Think about your public/private boundary
“I value the separation of work and private life. I won’t even be Facebook friends with coworkers unless I become good friends with them.” —Fifth-year undergraduate, Boise State University, Idaho

Make sure you are easily found by those you want to find you
“Keep the same name, profile pic, imagery, and look across your social media profiles,” writes Kevan Lee, a professional content tracker at Buffer, an app that lets you plan and strategize your social media posts, in a blog post. This makes you more recognizable to your followers and helps you stand out.

“Consistency is key. [I make] sure all my social media accounts contain the same name so it’s easy to find me on all of them.” —Fourth-year undergraduate, Grand View University, Iowa

If necessary, give yourself an option for staying anonymous
If you want to post snarky updates or controversial comments that might give pause to future employers, keep an anonymous account. No one need know that @PrattlingParrot is you.

“[For professional purposes] I would create a second Twitter with my real name as the username and keep my original account fun.” —Second-year undergraduate, Drake University, Iowa

Consider the professional relevance of your online identity
“I’m going to be a teacher, so if I were to create new accounts (on Twitter or something) I’d make my username ‘Ms. Something’ instead of my first name or a pet’s name or whatever. Also, I only post positive things about my job and my classes in case future employers could see that.” —Fourth-year undergraduate, University of North Dakota

Check your existing accounts and privacy settings
“I think the first step would be to clean up your online profiles. No matter how conscious someone can be, you never know if something you posted may have offended someone. Going back and double-checking is a great start.” —Fourth-year graduate student, East Tennessee State University

In a recent survey by SH101, 72 percent of respondents said they had searched for themselves online with the specific goal of seeing what’s public and heading off potential problems (another 16 percent had not, but planned to). And about 90 percent said they are conscientious about whether or not their content is appropriate, at least some of the time.

5. Are you networking?

This is at least partly about networking, so:

  • Go public with your goals and achievements
  • Identify potential contacts
  • Aim to learn from them too
  • Build a relationship with your audience
  • Interact with your contacts

How to make helpful connections

Go public with your goals and achievements
“I have tried to network with as many people as possible so that they know what I am doing and [can] help me spread the news. Networking is extremely important.” —First-year undergraduate, Florida International University

Identify potential contacts
“I would line my posts up with my career goals.

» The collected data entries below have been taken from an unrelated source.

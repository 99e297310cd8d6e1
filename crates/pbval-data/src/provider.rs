//! Market data provider capability.

use crate::error::{DataError, Result};
use crate::model::{HoldingEntry, NetAssetReport, PriceBar, ShareCountChange};
use std::collections::{HashMap, HashSet};
use std::future::Future;
use std::sync::atomic::{AtomicUsize, Ordering};

/// Source of raw market data.
///
/// Implementations adapt whatever the upstream returns into typed records. An
/// instrument with no data is reported as an empty vector; errors are reserved
/// for network, HTTP and decoding failures.
pub trait MarketDataProvider {
    /// Daily bars ordered by date ascending.
    fn fetch_prices(&self, code: &str) -> impl Future<Output = Result<Vec<PriceBar>>> + Send;

    /// Net-asset reports, in any order.
    fn fetch_net_assets(
        &self,
        code: &str,
    ) -> impl Future<Output = Result<Vec<NetAssetReport>>> + Send;

    /// Share capital change history, in any order.
    fn fetch_share_history(
        &self,
        code: &str,
    ) -> impl Future<Output = Result<Vec<ShareCountChange>>> + Send;

    /// Holdings disclosed by an ETF during `year`, across all quarters published.
    fn fetch_holdings(
        &self,
        etf_code: &str,
        year: i32,
    ) -> impl Future<Output = Result<Vec<HoldingEntry>>> + Send;

    /// Whether fetches reach a remote service. Batch pacing only applies to
    /// remote providers.
    fn is_remote(&self) -> bool {
        true
    }
}

/// Provider serving fixed records from memory.
///
/// With no records loaded it acts as an offline provider: every instrument
/// comes back empty, so only cached data can be used. It also counts calls,
/// which makes cache behaviour observable. It reports itself as local unless
/// built with [`StaticProvider::as_remote`].
#[derive(Debug, Default)]
pub struct StaticProvider {
    prices: HashMap<String, Vec<PriceBar>>,
    net_assets: HashMap<String, Vec<NetAssetReport>>,
    share_history: HashMap<String, Vec<ShareCountChange>>,
    holdings: HashMap<String, Vec<HoldingEntry>>,
    failing: HashSet<String>,
    remote: bool,
    calls: AtomicUsize,
}

impl StaticProvider {
    /// Empty provider.
    pub fn new() -> Self {
        Self::default()
    }

    /// Serve `bars` for `code`.
    pub fn with_prices(mut self, code: &str, bars: Vec<PriceBar>) -> Self {
        self.prices.insert(code.to_string(), bars);
        self
    }

    /// Serve `reports` for `code`.
    pub fn with_net_assets(mut self, code: &str, reports: Vec<NetAssetReport>) -> Self {
        self.net_assets.insert(code.to_string(), reports);
        self
    }

    /// Serve `history` for `code`.
    pub fn with_share_history(mut self, code: &str, history: Vec<ShareCountChange>) -> Self {
        self.share_history.insert(code.to_string(), history);
        self
    }

    /// Serve `entries` for `etf_code`; [`MarketDataProvider::fetch_holdings`]
    /// returns the entries whose quarter falls in the requested year.
    pub fn with_holdings(mut self, etf_code: &str, entries: Vec<HoldingEntry>) -> Self {
        self.holdings.insert(etf_code.to_string(), entries);
        self
    }

    /// Make every fetch for `code` fail with a provider error.
    pub fn failing_for(mut self, code: &str) -> Self {
        self.failing.insert(code.to_string());
        self
    }

    /// Report the provider as remote, so callers pace it like a network source.
    pub fn as_remote(mut self) -> Self {
        self.remote = true;
        self
    }

    /// Number of fetch calls served so far.
    pub fn calls(&self) -> usize {
        self.calls.load(Ordering::SeqCst)
    }

    fn serve<T: Clone>(&self, code: &str, table: &HashMap<String, Vec<T>>) -> Result<Vec<T>> {
        self.calls.fetch_add(1, Ordering::SeqCst);
        if self.failing.contains(code) {
            return Err(DataError::Provider(format!("no response for {}", code)));
        }
        Ok(table.get(code).cloned().unwrap_or_default())
    }
}

impl MarketDataProvider for StaticProvider {
    async fn fetch_prices(&self, code: &str) -> Result<Vec<PriceBar>> {
        self.serve(code, &self.prices)
    }

    async fn fetch_net_assets(&self, code: &str) -> Result<Vec<NetAssetReport>> {
        self.serve(code, &self.net_assets)
    }

    async fn fetch_share_history(&self, code: &str) -> Result<Vec<ShareCountChange>> {
        self.serve(code, &self.share_history)
    }

    async fn fetch_holdings(&self, etf_code: &str, year: i32) -> Result<Vec<HoldingEntry>> {
        let entries = self.serve(etf_code, &self.holdings)?;
        Ok(entries
            .into_iter()
            .filter(|e| e.quarter.year() == year)
            .collect())
    }

    fn is_remote(&self) -> bool {
        self.remote
    }
}

#[cfg(test)]
mod tests {
    use super::*;
    use chrono::NaiveDate;

    fn bar(day: u32) -> PriceBar {
        PriceBar {
            code: "600000".to_string(),
            date: NaiveDate::from_ymd_opt(2024, 1, day).unwrap(),
            open: 10.0,
            high: 10.5,
            low: 9.8,
            close: 10.2,
            volume: 1000.0,
            amount: 10_200.0,
        }
    }

    #[tokio::test]
    async fn test_static_provider_serves_and_counts() {
        let provider = StaticProvider::new().with_prices("600000", vec![bar(2), bar(3)]);

        let bars = provider.fetch_prices("600000").await.unwrap();
        assert_eq!(bars.len(), 2);

        let empty = provider.fetch_net_assets("600000").await.unwrap();
        assert!(empty.is_empty());
        assert_eq!(provider.calls(), 2);
    }

    #[tokio::test]
    async fn test_static_provider_failure() {
        let provider = StaticProvider::new().failing_for("000001");
        let result = provider.fetch_prices("000001").await;
        assert!(matches!(result, Err(DataError::Provider(_))));
    }

    #[test]
    fn test_static_provider_is_local_by_default() {
        assert!(!StaticProvider::new().is_remote());
        assert!(StaticProvider::new().as_remote().is_remote());
    }
}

I’d like to work with the mining industry, so I have started to follow mining companies on social media, making sure my work experience is known in my profile.” —Third-year undergraduate, Montana Tech of the University of Montana

“I signed up with and followed a lot of authors and publishers on Twitter to help build my platform as a writer.” —Recent graduate, University of Central Arkansas

Aim to learn from them too
“I have started a blog but would like to further my knowledge [of the field] to build more of a stage for myself.” —Second-year undergraduate, Utah State University

Build a relationship with your audience
“I do believe that blogging or vlogging could be of interest to me. The most important thing would be to slowly create an association with readers/viewers. If you simply do it for yourself, you might as well keep a journal.” —Third-year undergraduate, Metropolitan State University of Denver

Interact with your contacts
“Something that very much benefited me was recognizing that ‘connecting’ online isn’t necessarily networking. I have random additions on LinkedIn who have not said a word to me in two years. Now I make sure I’m interacting. Have a reason for connecting and following up. Share information and identify where you can physically meet and talk. That’s the difference between ‘networking’ and just ‘connecting.’” —Fourth-year undergraduate, University of Lethbridge, Alberta

6. Are you being true to yourself?

Projecting positively online is not about faking it.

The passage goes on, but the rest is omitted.